AMENDMENT NO. 5
AMENDMENT NO. 5
This AMENDMENT NO. 5 (this “Amendment”) is made as of September 1, 2020 among Guggenheim Taxable Municipal Managed Duration Trust
(f/k/a Guggenheim Build America Bonds Managed Duration Trust), as borrower (the “Borrower”), Société Générale, New York Branch as lender (the “Lender”) and Société
Générale, as agent (the “Agent”).
The Borrower has requested that the Lender and the Agent amend certain provisions of the Credit Agreement dated as of February 27, 2015 entered into among the Borrower, the
Lender and the Agent (as amended from time to time, the “Credit Agreement”), and the Lender and the Agent are willing to do so on the terms and conditions set forth herein. In consideration of the mutual
covenants and agreements herein contained, the parties hereto covenant and agree as follows:
1. INTERPRETATION. Unless otherwise
specifically defined herein, capitalized terms used herein and not defined herein have the meanings set forth in the Credit Agreement. Each reference to “hereof”, “hereunder”, “herein” and “hereby” and each other similar reference and each
reference to “this Agreement” and each other similar reference contained in the Credit Agreement shall refer to the Credit Agreement as amended hereby.

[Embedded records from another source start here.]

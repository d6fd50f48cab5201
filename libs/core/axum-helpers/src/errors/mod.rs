pub mod handlers;
pub mod messages;
pub mod responses;

use axum::{
    extract::rejection::JsonRejection,
    http::StatusCode,
    response::{IntoResponse, Response},
    Json,
};
use sea_orm::DbErr;
use serde::{Deserialize, Serialize};
use thiserror::Error;
use utoipa::ToSchema;
use validator::ValidationErrors;

/// Standard error response structure.
///
/// Returned for all error responses so clients always see the same shape:
/// - `statusCode`: the HTTP status repeated in the body
/// - `message`: human-readable error message
/// - `detail`: the inner cause when there is one, or the structured
///   field-violation map for validation failures; `null` otherwise
///
/// # JSON Example
///
/// ```json
/// {
///   "statusCode": 404,
///   "message": "Product with id 42 not found",
///   "detail": null
/// }
/// ```
#[derive(Serialize, Deserialize, ToSchema)]
pub struct ErrorResponse {
    /// HTTP status code repeated in the body
    #[serde(rename = "statusCode")]
    pub status_code: u16,
    /// Human-readable error message
    pub message: String,
    /// Optional inner cause or structured validation details
    pub detail: Option<serde_json::Value>,
}

/// Application error type that can be converted to HTTP responses.
///
/// This is the sole translation point from failures to HTTP status/body:
/// handlers never catch, services never swallow, everything falls through
/// to this `IntoResponse` impl.
#[derive(Debug, Error)]
#[non_exhaustive]
pub enum AppError {
    #[error("JSON extraction error: {0}")]
    JsonExtractorRejection(#[from] JsonRejection),

    #[error("Validation error: {0}")]
    ValidationError(#[from] ValidationErrors),

    #[error("Database error: {0}")]
    Database(#[from] DbErr),

    #[error("Bad Request: {0}")]
    BadRequest(String),

    #[error("Not Found: {0}")]
    NotFound(String),

    #[error("Internal Server Error: {0}")]
    InternalServerError(String),

    #[error("Service Unavailable: {0}")]
    ServiceUnavailable(String),
}

impl IntoResponse for AppError {
    fn into_response(self) -> Response {
        let (status, message, detail) = match self {
            AppError::JsonExtractorRejection(e) => {
                tracing::warn!("JSON extraction error: {:?}", e);
                (e.status(), e.body_text(), None)
            }
            AppError::ValidationError(e) => {
                tracing::info!("Validation error: {:?}", e);
                (
                    StatusCode::BAD_REQUEST,
                    messages::VALIDATION_FAILED.to_string(),
                    Some(validation_detail(&e)),
                )
            }
            AppError::Database(e) => {
                tracing::error!("Database error: {:?}", e);
                (
                    StatusCode::INTERNAL_SERVER_ERROR,
                    messages::DB_ERROR.to_string(),
                    Some(serde_json::Value::String(e.to_string())),
                )
            }
            AppError::BadRequest(msg) => {
                tracing::info!("Bad request: {}", msg);
                (StatusCode::BAD_REQUEST, msg, None)
            }
            AppError::NotFound(msg) => {
                tracing::info!("Not found: {}", msg);
                (StatusCode::NOT_FOUND, msg, None)
            }
            AppError::InternalServerError(msg) => {
                tracing::error!("Internal server error: {}", msg);
                (StatusCode::INTERNAL_SERVER_ERROR, msg, None)
            }
            AppError::ServiceUnavailable(msg) => {
                tracing::warn!("Service unavailable: {}", msg);
                (StatusCode::SERVICE_UNAVAILABLE, msg, None)
            }
        };

        let body = Json(ErrorResponse {
            status_code: status.as_u16(),
            message,
            detail,
        });

        (status, body).into_response()
    }
}

/// Convert validator errors into a `{field: [violations]}` JSON map.
fn validation_detail(errors: &ValidationErrors) -> serde_json::Value {
    let details = errors
        .field_errors()
        .iter()
        .map(|(field, errors)| {
            let error_messages: Vec<serde_json::Value> = errors
                .iter()
                .map(|err| {
                    serde_json::json!({
                        "code": err.code,
                        "message": err.message,
                        "params": err.params,
                    })
                })
                .collect();
            (field.to_string(), serde_json::json!(error_messages))
        })
        .collect::<serde_json::Map<_, _>>();

    serde_json::Value::Object(details)
}

#[cfg(test)]
mod tests {
    use super::*;
    use validator::Validate;

    #[derive(Validate)]
    struct Probe {
        #[validate(length(min = 1))]
        name: String,
        #[validate(range(min = 0))]
        stock: i32,
    }

    #[test]
    fn test_not_found_maps_to_404() {
        let response = AppError::NotFound("missing".to_string()).into_response();
        assert_eq!(response.status(), StatusCode::NOT_FOUND);
    }

    #[test]
    fn test_validation_error_maps_to_400() {
        let probe = Probe {
            name: String::new(),
            stock: -1,
        };
        let errors = probe.validate().unwrap_err();
        let response = AppError::ValidationError(errors).into_response();
        assert_eq!(response.status(), StatusCode::BAD_REQUEST);
    }

    #[test]
    fn test_internal_error_maps_to_500() {
        let response = AppError::InternalServerError("boom".to_string()).into_response();
        assert_eq!(response.status(), StatusCode::INTERNAL_SERVER_ERROR);
    }

    #[test]
    fn test_validation_detail_is_keyed_by_field() {
        let probe = Probe {
            name: String::new(),
            stock: -1,
        };
        let errors = probe.validate().unwrap_err();
        let detail = validation_detail(&errors);
        let map = detail.as_object().unwrap();
        assert!(map.contains_key("name"));
        assert!(map.contains_key("stock"));
    }
}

2. AMENDED AND RESTATED DEFINITIONS. From
and after the date hereof, the following terms, as used in the Credit Agreement, shall have the following meanings and/or shall incorporate the following changes:
““Commitment” means the obligation of the Lender to make Loans under this Agreement in an aggregate principal amount at any one time
not to exceed $100,000,000.
“Commitment Fee Rate” means, 0.35% per annum.
“Maturity Date” means the earliest to occur of (i) the Outside Maturity Date (as extended from time to time pursuant to an Outside
Maturity Date Extension), or if such day is not a Business Day, the next preceding Business Day, (ii) the date on which the Facility is terminated pursuant Section 2(h), and (iii) the date on which the Lender’s commitment to make Loans otherwise
terminates pursuant to Section 7 and Agent declares all Loans to be immediately due and payable.
“Outside Maturity Date Extension” means that on a date
(an “Extension Notice Date”) that is not later than 270 calendar days prior to the then-current Outside Maturity Date, the Lender has elected, in its sole discretion, to extend the then-current Outside
Maturity Date for a period of one (1) year from the Extension Notice Date by causing the Agent to deliver irrevocable written notice to the Borrower substantially in the form of Exhibit A (an “Extension Notice”)
setting forth the new Outside Maturity Date (which new Outside Maturity Date shall be one (1) year from the Extension Notice Date). Upon delivery by the Agent to the Borrower of an Extension Notice, the then-current Outside Maturity Date shall be
extended to the Outside Maturity Date set forth in the Extension Notice, unless the Borrower delivers irrevocable written notice to the Agent within five (5) Business Days following the Extension Notice Date rejecting the extension of the
then-current Outside Maturity Date. For the avoidance of doubt, there may be more than one Outside Maturity Date Extension prior to the occurrence of the Maturity Date.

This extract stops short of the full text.